People tend to read character traits, such as trustworthiness or aggression, from faces—though over and over, psychologists have demonstrated that those inferences are often wrong, and in many cases will reinforce an observer’s stereotypes.

Masks may exacerbate the problem. Black men have been targeted recently for wearing masks in public, and many fear more racial profiling from police. Chinese-Americans have reported harassment and discrimination whether or not they’re wearing masks.

On the bus, Xiao felt the weight of that stereotyping so strongly that she knew she needed to disembark. The irony, she says, is that to her, a mask is a signal of social solidarity.

“When everyone is wearing masks, I feel respected,” she says. “The message is: I’m protecting you, you’re protecting me, I can feel safe.”

Masks take on more new meanings now

The message that this virus is a collective problem that mask-wearing can help address has slowly taken root during the past few weeks in Western countries unaccustomed to the practice.

Widespread use of masks is critical not just for health reasons but also for social ones, says Mitsutoshi Horii, a researcher at the U.K.’s Chaucer College and Japan’s Shumei University. When only sick people or the particularly vulnerable wear masks, it singles them out, making them targets for fear and stigma. Masks also play a personal role for wearers, offering a sense of agency and control in a world where routines have been upended by the virus, Horii says. (Find out what works for DIY masks and what doesn’t.)

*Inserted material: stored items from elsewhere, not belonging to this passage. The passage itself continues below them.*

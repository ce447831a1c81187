// tests/config_env.rs
use std::env;
use webcad_mqtt::AppConfig;

const KEYS: &[&str] = &["TARGET_FILTERS", "MQTT_TOPIC", "POLL_INTERVAL"];

fn clear_env() {
    for k in KEYS {
        env::remove_var(k);
    }
}

#[serial_test::serial]
#[test]
fn process_env_overrides_defaults() {
    clear_env();
    let cfg = AppConfig::from_env().unwrap();
    assert!(cfg.filters.is_empty());
    assert_eq!(cfg.poll_interval.as_secs(), 60);

    env::set_var("TARGET_FILTERS", "East Caln,West Chester");
    env::set_var("MQTT_TOPIC", "cad/elsewhere");
    env::set_var("POLL_INTERVAL", "120");
    let cfg = AppConfig::from_env().unwrap();
    assert_eq!(
        cfg.filters,
        vec!["East Caln".to_string(), "West Chester".to_string()]
    );
    assert_eq!(cfg.mqtt.topic, "cad/elsewhere");
    assert_eq!(cfg.poll_interval.as_secs(), 120);

    clear_env();
}

#[serial_test::serial]
#[test]
fn unparsable_interval_is_a_startup_error() {
    clear_env();
    env::set_var("POLL_INTERVAL", "soon");
    let err = AppConfig::from_env().unwrap_err();
    assert!(format!("{err:#}").contains("POLL_INTERVAL"));
    clear_env();
}

#[serial_test::serial]
#[test]
fn zero_interval_is_a_startup_error() {
    clear_env();
    env::set_var("POLL_INTERVAL", "0");
    let err = AppConfig::from_env().unwrap_err();
    assert!(format!("{err:#}").contains("POLL_INTERVAL"));
    clear_env();
}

And by spreading the culture and practice of mask-wearing, people are showing solidarity with each other, cooperating to ease the strain on their fellow humans. In an April survey conducted immediately after the CDC’s most recent guidance, 39 percent of respondents reported buying a mask, and 44 percent said they’d worn one outside recently. (Why did 17th-century doctors wear these weird beaked masks during the plague?)

Gordon Kraft-Todd, a researcher at Boston College’s Morality Lab, also sees mask-wearing as an impulse to engage in a larger movement.

“There’s this cooperation aspect in wearing masks, a sense of contributing to the public good,” he says. “Anyone can say anything they want about their values, and often there’s no consequence—but there’s certain kinds of actions that show your beliefs.”